> [WHAT IS NEEDED]: Filter the entries for the word "Option". Copy each line in which it occurs.
Segment Start: DATA PROVIDED
//! CLI domain: argument parsing and command routing only; generation
//! mechanics live in the library modules.

use crate::config::{ConfigLoader, TreegenConfig};
use crate::error::GenError;
use crate::generator::Generator;
use crate::template::TeraLoader;
use clap::{Parser, Subcommand};
use std::path::PathBuf;

#[derive(Debug, Parser)]
#[command(name = "treegen", version, about = "Expand declared key trees into generated text files")]
pub struct Cli {
    /// Path to the configuration file (default: ./treegen.toml)
    #[arg(short, long, global = true)]
    pub config: Option<PathBuf>,

    /// Override the source root directory
    #[arg(long, global = true)]
    pub source_root: Option<PathBuf>,

    /// Enable debug logging
    #[arg(short, long, global = true)]
    pub verbose: bool,

    /// Only log errors
    #[arg(short, long, global = true)]
    pub quiet: bool,

    #[command(subcommand)]
    pub command: Commands,
}

#[derive(Debug, Subcommand)]
pub enum Commands {
    /// Run a full generation pass and write all files
    Gen,
    /// Validate configuration, templates, and the merged tree without
    /// writing anything
    Check,
}

/// Loaded configuration plus resolved paths for one CLI invocation
pub struct RunContext {
    config: TreegenConfig,
    source_root: PathBuf,
}

impl RunContext {
    pub fn new(cli: &Cli) -> Result<Self, GenError> {
        let config = match &cli.config {
            Some(path) => ConfigLoader::load_from_file(path)?,
            None => ConfigLoader::load()?,
        };
        let source_root = config.resolve_source_root(cli.source_root.as_deref());
        Ok(Self {
            config,
            source_root,
        })
    }

    pub fn config(&self) -> &TreegenConfig {
        &self.config
    }

    pub fn execute(&self, command: &Commands) -> Result<String, GenError> {
        let templates_dir = self.config.resolve_templates_dir(&self.source_root);
        let loader = TeraLoader::from_dir(&templates_dir)?;
        let generator = Generator::new(self.source_root.clone(), Box::new(loader));

        match command {
            Commands::Gen => {
                let summary = generator.generate(&self.config.runs)?;
                Ok(format!(
                    "Generated {} files ({} entries across {} nodes)",
                    summary.files_written, summary.entries, summary.nodes
                ))
            }
            Commands::Check => {
                let summary = generator.check(&self.config.runs)?;
                Ok(format!(
                    "Configuration valid: {} entries across {} nodes would be generated",
                    summary.entries, summary.nodes
                ))
            }
        }
    }
}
Segment End: DATA PROVIDED
> [RESULT]:
    pub config: Option<PathBuf>,
    pub source_root: Option<PathBuf>,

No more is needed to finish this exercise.